Priessnitz Jennifer K, Kuzel Timothy, Ackerman Lindsay, Nicolasora Nelson
Internal Medicine, Joan and Macon Brock Virginia Health Sciences, Old Dominion University, Norfolk, USA.
Internal Medicine, University of Arizona College of Medicine - Phoenix, Phoenix, USA.
Cureus. 2025 Apr 18;17(4):e82490. doi: 10.7759/cureus.82490. eCollection 2025 Apr.
Leukocytoclastic vasculitis (LCV) is a rare small-vessel vasculitis caused by immune-complex-mediated deposition on endothelial cells of dermal capillaries. Common triggers include medications, infections, autoimmune disorders, and malignancies. We present a case of a 58-year-old male who developed daptomycin-induced LCV after being treated for Methicillinresistant (MRSA) endocarditis. The patient experienced painful palpable purpura on his lower extremities, which was diagnosed as LCV by skin biopsy. At the time of the biopsy, warfarin and daptomycin were discontinued, and the patient was transitioned to heparin and ceftaroline. MRSA-induced LCV was ruled out, due to negative blood cultures and adequate source control of his infection at the time of development of the skin lesions. Warfarin-induced skin necrosis (WISN) was ruled out based on histopathological findings. This case is clinically significant as it represents the first reported case of LCV associated with daptomycin use. It underscores the importance of considering the patient's history, clinical presentation, and histopathological findings to ensure prompt recognition and management of this rare drug reaction, allowing for the resolution of LCV.

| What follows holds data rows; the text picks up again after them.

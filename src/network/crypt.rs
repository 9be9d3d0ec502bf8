//! Session header cipher.
//!
//! A keystream transform keyed by the 40-byte SRP6 session key. Only frame
//! headers pass through it; payload bytes are never enciphered. Send and
//! receive directions advance independently.

/// Length of the SRP6 session key the cipher is normally keyed with.
pub const SESSION_KEY_LEN: usize = 40;

#[derive(Debug, Clone)]
pub struct SessionCipher {
    key: Vec<u8>,
    send_i: usize,
    send_j: u8,
    recv_i: usize,
    recv_j: u8,
}

impl SessionCipher {
    /// Creates a cipher keyed by `key`. An empty key is replaced by a single
    /// zero byte so the index arithmetic stays defined.
    pub fn new(key: &[u8]) -> Self {
        let key = if key.is_empty() { vec![0] } else { key.to_vec() };
        Self {
            key,
            send_i: 0,
            send_j: 0,
            recv_i: 0,
            recv_j: 0,
        }
    }

    /// Enciphers an outbound header in place.
    pub fn encrypt(&mut self, data: &mut [u8]) {
        for b in data.iter_mut() {
            let x = (*b ^ self.key[self.send_i]).wrapping_add(self.send_j);
            self.send_i = (self.send_i + 1) % self.key.len();
            *b = x;
            self.send_j = x;
        }
    }

    /// Deciphers an inbound header in place.
    pub fn decrypt(&mut self, data: &mut [u8]) {
        for b in data.iter_mut() {
            let cipher = *b;
            let x = cipher.wrapping_sub(self.recv_j) ^ self.key[self.recv_i];
            self.recv_i = (self.recv_i + 1) % self.key.len();
            self.recv_j = cipher;
            *b = x;
        }
    }
}

#[cfg(test)]
mod tests {
    use super::*;

    fn key() -> Vec<u8> {
        (0..SESSION_KEY_LEN as u8).map(|b| b.wrapping_mul(37)).collect()
    }

    #[test]
    fn test_encrypt_changes_header() {
        let mut cipher = SessionCipher::new(&key());
        let mut header = [0x00, 0x06, 0xEE, 0x01];
        cipher.encrypt(&mut header);
        assert_ne!(header, [0x00, 0x06, 0xEE, 0x01]);
    }

    #[test]
    fn test_peer_roundtrip_over_many_headers() {
        let mut server = SessionCipher::new(&key());
        let mut client = SessionCipher::new(&key());

        // Enough headers to wrap the key index several times.
        for n in 0..64u16 {
            let original = [(n >> 8) as u8, n as u8, 0xDC, 0x01];
            let mut header = original;
            server.encrypt(&mut header);
            client.decrypt(&mut header);
            assert_eq!(header, original);
        }
    }

    #[test]
    fn test_directions_are_independent() {
        let mut a = SessionCipher::new(&key());
        let mut b = SessionCipher::new(&key());

        let mut out = [1u8, 2, 3, 4];
        a.encrypt(&mut out);
        // Decrypting on `a` itself must not disturb its send state.
        let mut inbound = [9u8, 9, 9, 9, 9, 9];
        a.decrypt(&mut inbound);

        let mut next = [5u8, 6, 7, 8];
        a.encrypt(&mut next);

        let mut first = out;
        b.decrypt(&mut first);
        let mut second = next;
        b.decrypt(&mut second);
        assert_eq!(first, [1, 2, 3, 4]);
        assert_eq!(second, [5, 6, 7, 8]);
    }

    #[test]
    fn test_empty_key_does_not_panic() {
        let mut cipher = SessionCipher::new(&[]);
        let mut header = [1u8, 2, 3];
        cipher.encrypt(&mut header);
        cipher.decrypt(&mut header);
    }
}
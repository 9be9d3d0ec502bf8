pub mod crypt;
pub mod packet;

pub use crypt::SessionCipher;
pub use packet::{decode_header, encode_frame, split_stream, Frame, PacketReader, ProtocolError};
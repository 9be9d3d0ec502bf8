//! World protocol opcodes and payload layouts.

use bytes::BufMut;
use sha1::{Digest, Sha1};

use crate::game::update::Position;
use crate::network::packet::{PacketReader, ProtocolError};

pub const CMSG_PLAYER_LOGIN: u16 = 0x03D;
pub const CMSG_LOGOUT_REQUEST: u16 = 0x04B;
pub const SMSG_LOGOUT_RESPONSE: u16 = 0x04C;
pub const SMSG_LOGOUT_COMPLETE: u16 = 0x04D;
pub const CMSG_PING: u16 = 0x1DC;
pub const SMSG_PONG: u16 = 0x1DD;
pub const SMSG_AUTH_CHALLENGE: u16 = 0x1EC;
pub const CMSG_AUTH_SESSION: u16 = 0x1ED;
pub const SMSG_AUTH_RESPONSE: u16 = 0x1EE;
pub const SMSG_LOGIN_VERIFY_WORLD: u16 = 0x236;

// SMSG_AUTH_RESPONSE result codes
pub const AUTH_OK: u8 = 0x0C;
pub const AUTH_FAILED: u8 = 0x0D;
pub const AUTH_UNKNOWN_ACCOUNT: u8 = 0x15;
pub const AUTH_BANNED: u8 = 0x1C;
pub const AUTH_DB_BUSY: u8 = 0x1F;

#[derive(Debug, Clone, PartialEq, Eq)]
pub struct AuthSession {
    pub build: u32,
    pub account: String,
    pub client_seed: u32,
    pub digest: [u8; 20],
}

/// Parses `CMSG_AUTH_SESSION`. Trailing addon data is ignored.
pub fn parse_auth_session(payload: &[u8]) -> Result<AuthSession, ProtocolError> {
    let mut r = PacketReader::new(payload);
    let build = r.u32_le()?;
    r.u32_le()?; // server id
    let account = r.cstring()?;
    let client_seed = r.u32_le()?;
    let digest = r.array()?;
    Ok(AuthSession { build, account, client_seed, digest })
}

/// `SHA1(UPPER(account) | 0u32 | client_seed | server_seed | K)`
pub fn auth_session_digest(account: &str, client_seed: u32, server_seed: u32, key: &[u8; 40]) -> [u8; 20] {
    let mut hasher = Sha1::new();
    hasher.update(account.to_uppercase().as_bytes());
    hasher.update(0u32.to_le_bytes());
    hasher.update(client_seed.to_le_bytes());
    hasher.update(server_seed.to_le_bytes());
    hasher.update(key);
    hasher.finalize().into()
}

pub fn build_auth_challenge(server_seed: u32) -> Vec<u8> {
    server_seed.to_le_bytes().to_vec()
}

pub fn build_auth_ok() -> Vec<u8> {
    let mut buf = Vec::with_capacity(10);
    buf.put_u8(AUTH_OK);
    buf.put_u32_le(0); // billing time remaining
    buf.put_u8(0); // billing flags
    buf.put_u32_le(0); // rested time
    buf
}

pub fn build_auth_failure(code: u8) -> Vec<u8> {
    vec![code]
}

/// `CMSG_PING` carries (sequence, latency); only the sequence is echoed.
pub fn parse_ping(payload: &[u8]) -> Result<(u32, u32), ProtocolError> {
    let mut r = PacketReader::new(payload);
    Ok((r.u32_le()?, r.u32_le()?))
}

pub fn build_pong(sequence: u32) -> Vec<u8> {
    sequence.to_le_bytes().to_vec()
}

pub fn parse_player_login(payload: &[u8]) -> Result<u64, ProtocolError> {
    PacketReader::new(payload).u64_le()
}

pub fn build_login_verify_world(map_id: u32, pos: &Position) -> Vec<u8> {
    let mut buf = Vec::with_capacity(20);
    buf.put_u32_le(map_id);
    buf.put_f32_le(pos.x);
    buf.put_f32_le(pos.y);
    buf.put_f32_le(pos.z);
    buf.put_f32_le(pos.o);
    buf
}

pub fn build_logout_response() -> Vec<u8> {
    let mut buf = Vec::with_capacity(5);
    buf.put_u32_le(0); // reason
    buf.put_u8(1); // instant
    buf
}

白细胞破碎性血管炎(LCV)是一种罕见的小血管炎,由免疫复合物介导沉积于真皮毛细血管内皮细胞所致。常见诱因包括药物、感染、自身免疫性疾病和恶性肿瘤。我们报告一例58岁男性患者,其在接受耐甲氧西林金黄色葡萄球菌(MRSA)心内膜炎治疗后发生了达托霉素诱导的LCV。患者下肢出现疼痛性可触及紫癜,经皮肤活检诊断为LCV。活检时停用了华法林和达托霉素,患者改用肝素和头孢洛林。由于血培养阴性且在皮肤病变出现时对其感染进行了充分的源头控制,排除了MRSA诱导的LCV。根据组织病理学结果排除了华法林诱导的皮肤坏死(WISN)。该病例具有临床意义,因为它是首例报道的与使用达托霉素相关的LCV病例。它强调了考虑患者病史、临床表现和组织病理学结果以确保及时识别和处理这种罕见药物反应的重要性,从而使LCV得以缓解。